To the extent that defendant challenges County Court's denial of her request, made for the first time at sentencing, that she be allowed to participate in the judicial diversion program, defendant did not follow the statutory procedures for participation in the program (see CPL 216.05[1], [3] ; People v. Miller, 154 A.D.3d 1002, 1003, 63 N.Y.S.3d 112 [2017] ). Nonetheless, "[c]ourts are afforded great deference in making judicial diversion determinations" ( People v. Williams, 105 A.D.3d 1428, 1428, 963 N.Y.S.2d 899 [2013], lv denied 21 N.Y.3d 1021, 971 N.Y.S.2d 503, 994 N.E.2d 399 [2013] ; accord People v. Powell, 110 A.D.3d 1383, 1384, 973 N.Y.S.2d 870 [2013] ) and, given the colloquy between the People, defense counsel and County Court, which reflected that defendant had previously been terminated from a judicial diversion program, we discern no abuse of discretion in the court's denial of defendant's request. Finally, we reject defendant's contention that her sentence is harsh and excessive. The sentence is within the permissible statutory range (see Penal Law § 70.70[1][b] ; 3[b][ii]) and, given defendant's criminal history, we find no abuse of discretion or extraordinary circumstances warranting a reduction of the sentence in the interest of justice (see People v. Barzee, 190 A.D.3d 1016, 1022, 138 N.Y.S.3d 718 [2021], lv denied 36 N.Y.3d 1094, 144 N.Y.S.3d 110, 167 N.E.3d 1245 [2021] ; People v. Shook, 177 A.D.3d 1030, 1031, 109 N.Y.S.3d 922 [2019] ).

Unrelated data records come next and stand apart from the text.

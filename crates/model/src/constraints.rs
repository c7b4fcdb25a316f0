use std::collections::HashMap;

use domain::{Day, TeacherId};
use good_lp::{Expression, SolverModel};

use crate::prep::ModelPrep;
use crate::vars::Vars;

/// Constraint 1 — placement: every `(g,k)` occupies exactly one slot.
pub fn add_placement_constraints<M: SolverModel>(mut model: M, v: &Vars) -> M {
    for keys in v.keys_by_row.values() {
        // `keys` mixes every `k` of the row; split by `k` before summing.
        let mut by_k: HashMap<usize, Expression> = HashMap::new();
        for &(g, k, d, p, r) in keys {
            let var = v.x[&(g, k, d, p, r)];
            let acc = by_k.entry(k).or_insert_with(|| Expression::from(0.0));
            *acc = acc.clone() + var;
        }
        for sum in by_k.into_values() {
            model = model.with(sum.eq(1.0));
        }
    }
    model
}

/// Constraint 2 — class-group clique: at most one lesson per class per
/// `(day, period)`.
pub fn add_class_clique_constraints<M: SolverModel>(mut model: M, prep: &ModelPrep, v: &Vars) -> M {
    for class_id in prep.class_by_id.keys() {
        for d in Day::GENERATION_GRID {
            for p in periods() {
                let mut sum = Expression::from(0.0);
                for (_, var) in v.entries.iter().filter(|((g, _k, kd, kp, _r), _)| {
                    *kd == d && *kp == p && prep.curriculum[*g].class_group_id == *class_id
                }) {
                    sum = sum + *var;
                }
                model = model.with(sum.leq(1.0));
            }
        }
    }
    model
}

/// Constraint 3 — teacher clique: at most one lesson per teacher per
/// `(day, period)`.
pub fn add_teacher_clique_constraints<M: SolverModel>(
    mut model: M,
    prep: &ModelPrep,
    v: &Vars,
) -> M {
    for &teacher_id in prep.teacher_by_id.keys() {
        for d in Day::GENERATION_GRID {
            for p in periods() {
                let sum = teacher_period_sum(prep, v, teacher_id, d, p);
                model = model.with(sum.leq(1.0));
            }
        }
    }
    model
}

/// Constraint 4 — room clique: at most one lesson per room per
/// `(day, period)`.
pub fn add_room_clique_constraints<M: SolverModel>(mut model: M, prep: &ModelPrep, v: &Vars) -> M {
    for r in 0..prep.rooms.len() {
        for d in Day::GENERATION_GRID {
            for p in periods() {
                let mut sum = Expression::from(0.0);
                for (_, var) in v
                    .entries
                    .iter()
                    .filter(|((_g, _k, kd, kp, kr), _)| *kd == d && *kp == p && *kr == r)
                {
                    sum = sum + *var;
                }
                model = model.with(sum.leq(1.0));
            }
        }
    }
    model
}

/// Constraint 6 — no run of `limit + 1` consecutive periods worked by the
/// same teacher on the same day.
pub fn add_max_consecutive_constraints<M: SolverModel>(
    mut model: M,
    prep: &ModelPrep,
    v: &Vars,
) -> M {
    for (&teacher_id, teacher) in &prep.teacher_by_id {
        let limit = teacher.max_consecutive_lessons;
        if limit == 0 || limit as u8 >= periods_per_day() {
            continue;
        }
        let limit_u8 = limit as u8;
        for (d, window_start) in sched_core::occupancy::consecutive_windows(limit_u8) {
            let mut sum = Expression::from(0.0);
            for offset in 0..=limit_u8 {
                sum = sum + teacher_period_sum(prep, v, teacher_id, d, window_start + offset);
            }
            model = model.with(sum.leq(limit as f64));
        }
    }
    model
}

/// Constraint 7 — bounds total daily lessons per teacher.
pub fn add_max_per_day_constraints<M: SolverModel>(mut model: M, prep: &ModelPrep, v: &Vars) -> M {
    for (&teacher_id, teacher) in &prep.teacher_by_id {
        let limit = teacher.max_lessons_per_day;
        if limit == 0 {
            continue;
        }
        for d in Day::GENERATION_GRID {
            let mut sum = Expression::from(0.0);
            for p in periods() {
                sum = sum + teacher_period_sum(prep, v, teacher_id, d, p);
            }
            model = model.with(sum.leq(limit as f64));
        }
    }
    model
}

/// Constraint 8 — weekly activity-hours reserve: teaching load capped at
/// `floor((max_weekly_load - reserve) / (PERIOD_LENGTH_MIN / 60))` lessons
/// when the reserve is nonzero.
pub fn add_activity_hours_constraints<M: SolverModel>(
    mut model: M,
    prep: &ModelPrep,
    v: &Vars,
) -> M {
    for (&teacher_id, teacher) in &prep.teacher_by_id {
        if teacher.activity_hours_reserve == 0 {
            continue;
        }
        let available_hours =
            teacher.max_weekly_load_hours.saturating_sub(teacher.activity_hours_reserve);
        let cap = (available_hours as f64 * 60.0 / sched_core::grid::PERIOD_LENGTH_MIN as f64)
            .floor();
        let mut sum = Expression::from(0.0);
        for d in Day::GENERATION_GRID {
            for p in periods() {
                sum = sum + teacher_period_sum(prep, v, teacher_id, d, p);
            }
        }
        model = model.with(sum.leq(cap));
    }
    model
}

/// Constraint 9 — multi-site transit. Walks every unordered site pair once
/// and emits the `x1 + x2 <= 1` constraint for *both* orderings, so a
/// teacher can't be placed in site B at `p` and site A at `p+delta` any
/// more than the reverse — the symmetric cross-site case is covered either
/// way round.
pub fn add_transit_constraints<M: SolverModel>(mut model: M, prep: &ModelPrep, v: &Vars) -> M {
    if prep.site_count() <= 1 {
        return model;
    }
    let periods_per_day = periods_per_day();
    let site_ids: Vec<_> = prep.rooms_by_site.keys().copied().collect();

    for (&teacher_id, teacher) in &prep.teacher_by_id {
        if teacher.transit_time_minutes == 0 {
            continue;
        }
        let period_len = sched_core::grid::PERIOD_LENGTH_MIN;
        let slots = (teacher.transit_time_minutes + period_len - 1) / period_len;
        let slots = slots.max(1);

        for i in 0..site_ids.len() {
            for j in (i + 1)..site_ids.len() {
                let (site_a, site_b) = (site_ids[i], site_ids[j]);
                for d in Day::GENERATION_GRID {
                    for p in 0..periods_per_day {
                        for delta in 1..=slots {
                            let q = p + delta as u8;
                            if q >= periods_per_day {
                                continue;
                            }
                            let x1 = teacher_site_period_sum(prep, v, teacher_id, site_a, d, p);
                            let x2 = teacher_site_period_sum(prep, v, teacher_id, site_b, d, q);
                            model = model.with((x1 + x2).leq(1.0));

                            let x3 = teacher_site_period_sum(prep, v, teacher_id, site_b, d, p);
                            let x4 = teacher_site_period_sum(prep, v, teacher_id, site_a, d, q);
                            model = model.with((x3 + x4).leq(1.0));
                        }
                    }
                }
            }
        }
    }
    model
}

pub(crate) fn teacher_period_sum(
    prep: &ModelPrep,
    v: &Vars,
    teacher_id: TeacherId,
    d: Day,
    p: u8,
) -> Expression {
    let mut sum = Expression::from(0.0);
    for (_, var) in v.entries.iter().filter(|((g, _k, kd, kp, _r), _)| {
        *kd == d && *kp == p && prep.curriculum[*g].teacher_id == teacher_id
    }) {
        sum = sum + *var;
    }
    sum
}

fn teacher_site_period_sum(
    prep: &ModelPrep,
    v: &Vars,
    teacher_id: TeacherId,
    site_id: domain::SiteId,
    d: Day,
    p: u8,
) -> Expression {
    let room_idxs = match prep.rooms_by_site.get(&site_id) {
        Some(r) => r,
        None => return Expression::from(0.0),
    };
    let mut sum = Expression::from(0.0);
    for (_, var) in v.entries.iter().filter(|((g, _k, kd, kp, kr), _)| {
        *kd == d
            && *kp == p
            && prep.curriculum[*g].teacher_id == teacher_id
            && room_idxs.contains(kr)
    }) {
        sum = sum + *var;
    }
    sum
}

fn periods_per_day() -> u8 {
    sched_core::grid::PERIODS_PER_DAY
}

fn periods() -> impl Iterator<Item = u8> {
    0..periods_per_day()
}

Although defendant has been released from prison, she is on parole and, therefore, her contention is not moot (see People v. Winters, 196 A.D.3d 847, 850, 151 N.Y.S.3d 263 [2021], lvs denied 37 N.Y.3d 1025, 1030, 153 N.Y.S.3d 413, 175 N.E.3d 438, 439 [2021]).
Egan Jr., J.P., Pritzker, Reynolds Fitzgerald, Colangelo and McShan, JJ., concur.
ORDERED that the judgment is affirmed.